Clock Book – Recipes From a Modern Moroccan Kitchen, by Tara Stevens

image cafe clock cookbook

We’ve posted about the Cafe Clock blog here, including the recipe for its famous camel burger. In this delightful cookbook, Stevens includes recipes from the Cafe Clock as well as some traditional Moroccan dishes that she discovered  herself. Her warm, frank tone and the stories that introduce many of the recipes almost bring the reader to the Café and the alleyways of the medina.

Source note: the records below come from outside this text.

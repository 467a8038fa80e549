//! TON Wallet Signer
//!
//! Key derivation from the custodial 24-word mnemonic (TON's
//! HMAC-SHA512 + PBKDF2 scheme, not BIP-39) and wallet-v4 message assembly:
//! the signed order the wallet contract verifies, wrapped in an external
//! message whose hash doubles as the transaction id.

use std::sync::Arc;

use ed25519_dalek::{Signer, SigningKey};
use hmac::{Hmac, Mac};
use pbkdf2::pbkdf2_hmac;
use sha2::Sha512;
use thiserror::Error;
use zeroize::Zeroizing;

use super::address::TonAddress;
use super::cell::{Cell, CellBuilder, CellError};

/// Default subwallet id of wallet v4 on the basechain
pub const WALLET_V4_SUBWALLET_ID: u32 = 698_983_191;

/// PBKDF2 rounds of the TON mnemonic-to-seed derivation
const PBKDF2_ROUNDS: u32 = 100_000;

/// Send mode: pay fees separately, ignore action errors
pub const SEND_MODE_PAY_FEES_SEPARATELY: u8 = 3;

#[derive(Debug, Error)]
pub enum TonWalletError {
    #[error("invalid mnemonic: {0}")]
    InvalidMnemonic(String),

    #[error(transparent)]
    Cell(#[from] CellError),
}

/// Derive the ed25519 signing key from a 24-word TON mnemonic.
///
/// entropy = HMAC-SHA512(key = phrase, msg = "");
/// seed    = PBKDF2-HMAC-SHA512(entropy, "TON default seed", 100000)[..32]
pub fn signing_key_from_mnemonic(mnemonic: &str) -> Result<SigningKey, TonWalletError> {
    let words: Vec<&str> = mnemonic.split_whitespace().collect();
    if words.len() != 24 {
        return Err(TonWalletError::InvalidMnemonic(format!(
            "expected 24 words, got {}",
            words.len()
        )));
    }
    let phrase = Zeroizing::new(words.join(" "));

    let mut mac = Hmac::<Sha512>::new_from_slice(phrase.as_bytes())
        .expect("HMAC accepts keys of any length");
    mac.update(b"");
    let mut entropy = Zeroizing::new([0u8; 64]);
    entropy.copy_from_slice(&mac.finalize().into_bytes());

    let mut seed = Zeroizing::new([0u8; 64]);
    pbkdf2_hmac::<Sha512>(
        entropy.as_slice(),
        b"TON default seed",
        PBKDF2_ROUNDS,
        seed.as_mut_slice(),
    );

    let mut key = Zeroizing::new([0u8; 32]);
    key.copy_from_slice(&seed[..32]);
    Ok(SigningKey::from_bytes(&key))
}

/// Internal message the wallet contract will forward: `value` nanoTON to
/// `dest`, carrying `body` (the DEX payload) by reference.
pub fn build_internal_message(
    dest: &TonAddress,
    value: u64,
    bounce: bool,
    body: Option<Arc<Cell>>,
) -> Result<Cell, CellError> {
    let mut b = CellBuilder::new();
    b.store_bit(false)?; // int_msg_info$0
    b.store_bit(true)?; // ihr_disabled
    b.store_bit(bounce)?;
    b.store_bit(false)?; // bounced
    b.store_address(None)?; // src: set by the wallet contract
    b.store_address(Some(dest))?;
    b.store_coins(value)?;
    b.store_bit(false)?; // no extra currencies
    b.store_coins(0)?; // ihr_fee
    b.store_coins(0)?; // fwd_fee
    b.store_uint(0, 64)?; // created_lt
    b.store_uint(0, 32)?; // created_at
    b.store_bit(false)?; // no state_init
    match body {
        Some(body) => {
            b.store_bit(true)?;
            b.store_ref(body)?;
        }
        None => {
            b.store_bit(false)?;
        }
    }
    Ok(b.build())
}

/// The order fields wallet v4 signs: subwallet, expiry, seqno, op, then one
/// (mode, message) pair.
fn store_order(
    b: &mut CellBuilder,
    seqno: u32,
    valid_until: u32,
    send_mode: u8,
    transfer: Arc<Cell>,
) -> Result<(), CellError> {
    b.store_uint(WALLET_V4_SUBWALLET_ID as u64, 32)?;
    b.store_uint(valid_until as u64, 32)?;
    b.store_uint(seqno as u64, 32)?;
    b.store_uint(0, 8)?; // op: simple send
    b.store_uint(send_mode as u64, 8)?;
    b.store_ref(transfer)?;
    Ok(())
}

/// Build and sign the external message for one transfer. Returns the message
/// cell; its repr hash is the transaction id.
pub fn build_signed_external(
    wallet: &TonAddress,
    signing_key: &SigningKey,
    seqno: u32,
    valid_until: u32,
    transfer: Arc<Cell>,
) -> Result<Cell, TonWalletError> {
    // Hash of the unsigned order is what gets signed
    let mut order = CellBuilder::new();
    store_order(
        &mut order,
        seqno,
        valid_until,
        SEND_MODE_PAY_FEES_SEPARATELY,
        transfer.clone(),
    )?;
    let order = order.build();
    let signature = signing_key.sign(&order.repr_hash());

    // Body: signature followed by the same order fields
    let mut body = CellBuilder::new();
    body.store_bytes(&signature.to_bytes())?;
    store_order(
        &mut body,
        seqno,
        valid_until,
        SEND_MODE_PAY_FEES_SEPARATELY,
        transfer,
    )?;
    let body = Arc::new(body.build());

    let mut ext = CellBuilder::new();
    ext.store_uint(0b10, 2)?; // ext_in_msg_info$10
    ext.store_address(None)?; // src
    ext.store_address(Some(wallet))?;
    ext.store_coins(0)?; // import_fee
    ext.store_bit(false)?; // no state_init
    ext.store_bit(true)?; // body by reference
    ext.store_ref(body)?;
    Ok(ext.build())
}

The photographs by Julius Honnor tend to be dark and moody, with a still-life quality that highlights Fez ambiance rather than the food. But if you’re interested in getting a good look at  the day-to-day of the medina, your armchair curiosity will be satisfied, and your appetite will probably wake up too. The plain blue cover with swirling Arabic calligraphy only hints at  the color and richness of this Moroccan recipe collection. With tongue in cheek, we suggest that it might have been richer for another version of Moroccan Love Potion.

cafe clock book cover
The collaboration between the Cafe Clock and Stevens come through Mike Richardson, British ex-pat weary of a career as a successful London maître d’ and searching for a new life in Fez:

“Mike…was determined to create something new. Little did he know…that what he would end up creating would become one of the most important social centres in the city, a true hub for Moroccans, expats and people passing through. Today, Fez without the Café Clock  is unthinkable.” So writes Stevens in her introduction.

Richardson hired  Moroccan cooks and acquired a business partner. With the cafe’s roaring success in camel hamburgers and seasonal specials based on ingredients from the medina, the time came to put a book together. Stevens, with an idea for a Moroccan cookbook already in her head, considers it serendipitous that Richardson invited her to write it.

The eleven recipe chapters cover breakfast and brunch; burgers and sandwiches; soups; fish; poultry; meat; salads; snacks; desserts; breads, and preserves and condiments.

When the recipes call for very localized ingredients – like camel hump or eggs scrambled with desert truffles from the sub-Sahara – Stevens sensibly suggests Western substitutes. While it’s unlikely that the Western reader will take the trouble to make the paper-thin trid bread, the engaging story and photographs are fun to leaf through. On the other hand, there are four entirely doable ways to bake and eat the basic khobz bread. The recipe for roast lamb mechouia style calls for few ingredients and looks simple to make, but according to the author, it’s dangerously seductive:

“The smell alone of this dish is enough to get you salivating, and by the time it emerges from a slow oven it’s maddening. No wonder it’s traditionally torn apart with the fingers and eaten with no embellishment.”

To waken love, the author recommends adding plenty of dried rose petals to food – even to the camel burgers. To rouse  the taste buds, there are recipes for herb and flower-infused salts, charmoula spice mix, and other Moroccan pantry staples.

No less an author than Claudia Roden recommends Clock Book as “delightful” and “evocative.” I add, it’s a foodie’s treasure.

Clock Book by Tara Stevens

Publisher: 33 Books Ltd., England

160 pages

Moroccan dishes on Green Prophet:

Images from Café Clock cookbook courtesy of 33 Books Ltd.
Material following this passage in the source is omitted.